My boyfriend has been taking Prozac for about a couple months maybe. I wouldn't say it has decreased his sex drive significantly, but it does affect his ability to orgasm. We had sex three times this weekend and he only finished once. He takes Prozac for OCD.
He doesn't know that I know, but a big part of his OCD is "gay OCD." Which I've talked to doctors about and they said that people with OCD who are paranoid with thoughts about being gay are not. They usually have these thoughts because they are worried and don't want to give up being with people of the opposite sex.
I do not think my boyfriend is gay. He still tells me how much he wants me and wants to have sex with me. He can't keep his hands off me when we're together.
But if he is, I will support him completely. I love him.
I visited him this weekend and we had an amazing time together.
I really want to talk to him about his medication. I don't want to seem pushy. All I've asked him so far are vague questions "Are you ok?" or "Is everything ok?" He always says yes. I know the medication helps him and his manic and racing thoughts have stopped.
I just don't know what to say.
I want to bring up how I'm scared the medicine is going to affect our sex life more. I feel like the reason he can't finish anymore is because of me. Even though he says it's the medicine.
I cry and I worry about this. I want to stop. I just want to hear from him that he doesn't think he's gay because of me. But he doesn't know that I know he's had these thoughts.
I love him so much. He tells me he wants to marry me and we talk about kids and our life together.

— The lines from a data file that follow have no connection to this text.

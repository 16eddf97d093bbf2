//! Course prerequisites

use std::collections::HashSet;

use chrono::Utc;
use sea_orm::{ActiveModelTrait, ColumnTrait, ConnectionTrait, DatabaseConnection, EntityTrait, QueryFilter, Set};
use serde::Serialize;
use tracing::info;

use super::{load_course, load_owned_course};
use crate::domain::enrollment::EnrollmentStatus;
use crate::domain::prerequisite::{missing_prerequisites, validate_new_edge};
use crate::domain::Actor;
use crate::infrastructure::database::entities::{course, course_prerequisite, enrollment};
use crate::shared::errors::{DomainError, DomainResult};

#[derive(Debug, Clone, Serialize)]
pub struct PrerequisiteCheck {
    pub satisfied: bool,
    pub missing: Vec<String>,
}

pub struct PrerequisiteService {
    db: DatabaseConnection,
}

impl PrerequisiteService {
    pub fn new(db: DatabaseConnection) -> Self {
        Self { db }
    }

    pub async fn add(&self, actor: &Actor, course_id: &str, prerequisite_id: &str) -> DomainResult<course_prerequisite::Model> {
        load_owned_course(&self.db, actor, course_id).await?;
        load_course(&self.db, prerequisite_id).await?;

        let edges: Vec<(String, String)> = course_prerequisite::Entity::find()
            .all(&self.db)
            .await?
            .into_iter()
            .map(|e| (e.course_id, e.prerequisite_id))
            .collect();
        validate_new_edge(&edges, course_id, prerequisite_id)?;

        let created = course_prerequisite::ActiveModel {
            course_id: Set(course_id.to_string()),
            prerequisite_id: Set(prerequisite_id.to_string()),
            created_at: Set(Utc::now()),
        }
        .insert(&self.db)
        .await?;
        info!(course_id, prerequisite_id, "Prerequisite added");
        Ok(created)
    }

    pub async fn remove(&self, actor: &Actor, course_id: &str, prerequisite_id: &str) -> DomainResult<()> {
        load_owned_course(&self.db, actor, course_id).await?;
        let res = course_prerequisite::Entity::delete_by_id((course_id.to_string(), prerequisite_id.to_string()))
            .exec(&self.db)
            .await?;
        if res.rows_affected == 0 {
            return Err(DomainError::not_found("Prerequisite", prerequisite_id));
        }
        Ok(())
    }

    pub async fn list(&self, course_id: &str) -> DomainResult<Vec<course::Model>> {
        let ids = required_ids(&self.db, course_id).await?;
        Ok(course::Entity::find()
            .filter(course::Column::Id.is_in(ids))
            .all(&self.db)
            .await?)
    }

    /// A prerequisite is met by a COMPLETED enrollment in it.
    pub async fn check(&self, student_id: &str, course_id: &str) -> DomainResult<PrerequisiteCheck> {
        check_prerequisites(&self.db, student_id, course_id).await
    }
}

/// Completed-course check, usable inside a purchase transaction.
pub(crate) async fn check_prerequisites<C: ConnectionTrait>(
    db: &C,
    student_id: &str,
    course_id: &str,
) -> DomainResult<PrerequisiteCheck> {
    let required = required_ids(db, course_id).await?;
    if required.is_empty() {
        return Ok(PrerequisiteCheck {
            satisfied: true,
            missing: Vec::new(),
        });
    }
    let completed: HashSet<String> = enrollment::Entity::find()
        .filter(enrollment::Column::StudentId.eq(student_id))
        .filter(enrollment::Column::Status.eq(EnrollmentStatus::Completed))
        .all(db)
        .await?
        .into_iter()
        .map(|e| e.course_id)
        .collect();
    let missing = missing_prerequisites(&required, &completed);
    Ok(PrerequisiteCheck {
        satisfied: missing.is_empty(),
        missing,
    })
}

async fn required_ids<C: ConnectionTrait>(db: &C, course_id: &str) -> DomainResult<Vec<String>> {
    Ok(course_prerequisite::Entity::find()
        .filter(course_prerequisite::Column::CourseId.eq(course_id))
        .all(db)
        .await?
        .into_iter()
        .map(|e| e.prerequisite_id)
        .collect())
}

It's eating away at me inside and I hate holding these thoughts in.
I'm also more paranoid because one of my ex's just came out of the closet.
I'm going to a counselor as soon as I can and talk to them. I can't talk about this with anyone.
If anyone has any words of advice or encouragement, it would be greatly appreciated.
fyi - I accidentally came across something and that is how I found out what his OCD was mainly about and his racing thoughts. He's told me about his depression and OCD and medication.